3) A blurring of life and death

Mary Shelley's Frankenstein is obvious, but other good examples include Lamia and La Belle Dame Sans Merci by John Keats, Ulalume by Edgar Allan Poe, Christabel by Samuel Taylor Coleridge, and The Giaour: A Fragment of a Turkish Tale, by Lord Byron

Vampire slayer Cornell Dyer explains the connection this way in Visage, the second novel in the BryonySeries: “Life. What a transient entity. We imagine we can create it. We can take it away from someone if we choose. Yet there are individuals who become stuck in that strange land between life and death, where their ability to either live or die becomes complicated.”

4) Emphasis on the sublime

Life, death, and the merging of the two often prompt certain awe. Gothic literature is full of characters stricken with awe, wonder, and terror...and sometimes a combination of all three, such as the teen Laura feels toward her new companion Carmilla in Sheridan Le Fanu's novel of the same name.

A bit of loathing that isn't easily explained helps the foreboding mood, too.

5) Shadows and veiled appearances

In Gothic fiction, the reader is never quite certain what's behind a door or another character's facade. This type of intrigue keeps emotions on edge - and pages turning.

I mean, just because Melissa in Bryony DREAMED of her English teacher as a vampire didn't make him one, did it?

Did it?

6) Duality/Man and Beast

Think The Strange Case of Dr Jekyll and Mr. Hyde by Robert Lewis Stevenson

Or think of the way Melissa sees John Simons in her dream in the woods: A large animal dashed out from behind a tree and rushed past... screamed and jumped back. It wore a full suit of clothes and ran on its hands and feet. The creature’s long, golden hair—or was it a mane?—streamed behind it.

Why is this appealing? Most likely because we all have a bit of the monstrous inside us, but we're overall good at keeping the monster caged.

And yet, we instinctively know our monster could get loose. And then what?

Gothic stories are good at answering the "then what."

7) Mad scientists

Mesdames and messieurs, I present an excerpt from the BryonySeries prequel, Before the Blood.

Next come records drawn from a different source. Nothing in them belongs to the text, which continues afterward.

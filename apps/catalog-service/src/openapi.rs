//! # OpenAPI 仕様定義
//!
//! utoipa を使用して Catalog Service の OpenAPI 仕様を Rust の型から自動生成する。
//! `ApiDoc::openapi()` で OpenAPI ドキュメントを取得できる。

use utoipa::OpenApi;

use crate::handler::{health, product};

#[derive(OpenApi)]
#[openapi(
   info(
      title = "My API",
      version = "v1",
      description = "商品カタログを管理する CRUD API",
      contact(
         name = "Catalog Team",
         email = "catalog-team@example.com",
         url = "https://catalog.example.com"
      ),
      license(
         name = "GPL 3",
         url = "https://opensource.org/license/gpl-3-0"
      )
   ),
   paths(
      // health
      health::health_check,
      // products
      product::list_products,
      product::get_product,
      product::create_product,
      product::update_product,
      product::delete_product,
      product::search_products,
   ),
   components(schemas(
      catalog_shared::ErrorResponse,
   )),
   tags(
      (name = "health", description = "ヘルスチェック"),
      (name = "products", description = "商品管理"),
   )
)]
pub struct ApiDoc;
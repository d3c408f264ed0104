//! # API ドキュメントハンドラ
//!
//! utoipa で生成した OpenAPI 仕様と、それを閲覧する Swagger UI を配信する。
//!
//! - `GET /swagger/v1/swagger.json` - OpenAPI 仕様（JSON）
//! - `GET /swagger` - Swagger UI
//!
//! どちらも設定 `CATALOG_DOCS_ENABLED` が有効な場合のみルーティングされる。

use axum::{Json, response::Html};
use utoipa::OpenApi;

use crate::openapi::ApiDoc;

/// OpenAPI 仕様の配信パス
pub const OPENAPI_JSON_PATH: &str = "/swagger/v1/swagger.json";

/// Swagger UI の配信パス
pub const SWAGGER_UI_PATH: &str = "/swagger";

/// Swagger UI ページ
///
/// アセットは swagger-ui-dist の CDN から読み込み、仕様は同一オリジンの JSON を参照する。
const SWAGGER_UI_HTML: &str = r##"<!DOCTYPE html>
<html lang="en">
<head>
  <meta charset="utf-8" />
  <title>Catalog API V1</title>
  <link rel="stylesheet" href="https://unpkg.com/swagger-ui-dist@5/swagger-ui.css" />
</head>
<body>
  <div id="swagger-ui"></div>
  <script src="https://unpkg.com/swagger-ui-dist@5/swagger-ui-bundle.js" crossorigin></script>
  <script>
    window.onload = () => {
      window.ui = SwaggerUIBundle({
        url: "/swagger/v1/swagger.json",
        dom_id: "#swagger-ui",
      });
    };
  </script>
</body>
</html>
"##;

/// OpenAPI 仕様を JSON で返す
pub async fn openapi_json() -> Json<utoipa::openapi::OpenApi> {
    Json(ApiDoc::openapi())
}

/// Swagger UI を返す
pub async fn swagger_ui() -> Html<&'static str> {
    Html(SWAGGER_UI_HTML)
}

"Come, come, Dr. Gothart," Dr. Stone said. "You don't propose to abandon clinical experience and empirical observation for the theories of pathology and physiology?"

"Microscopes and their specimens don't lie."

"Neither does clinical experience and empirical observation."

A murmur ran around the room. Bryony strained to hear, every fiber taut.

"So you no longer bleed patients, Dr. Gothart?"

"Occasionally, when certain conditions warrant. But it's been decades since Dr Hughes Bennett established the overall inefficacy of bloodletting. I prefer to give more blood than I take."

A gasp ran around the room.

"Medically speaking, of course."

8) The best action takes place at night.

One of my BryonySeries vampires (Kellen Wechsler) even starts one of his stories this way in Before the Blood: "It happened at the time of night when sleep is heaviest and nightmares darkest, when shadows of dread cloak the soul as it slumbers."

Darkness obscures the light, making one doubt the next step and bringing fear to the surface. Great stuff when used in stories. Not so great in reality.

And yet...

We do like to shiver. When we're home safe tucked away in the blankets and NOT when we're lost in a haunted mansion at midnight, and the candle's just gone out.

Wait! What was that noise?

9) Uncertainty if characters will make it out of the story alive.

Unlike much popular fiction where it's considered not cricket to kill off main characters, Gothic fiction plays by its own rules. Any character is fair game. And often is.

10) Abstract yearning

Characters in gothic stories often pine for that indefinable something beyond them. Could be love. Could be immortality. Could be anything that makes them hopes there's something beyond dust and worms.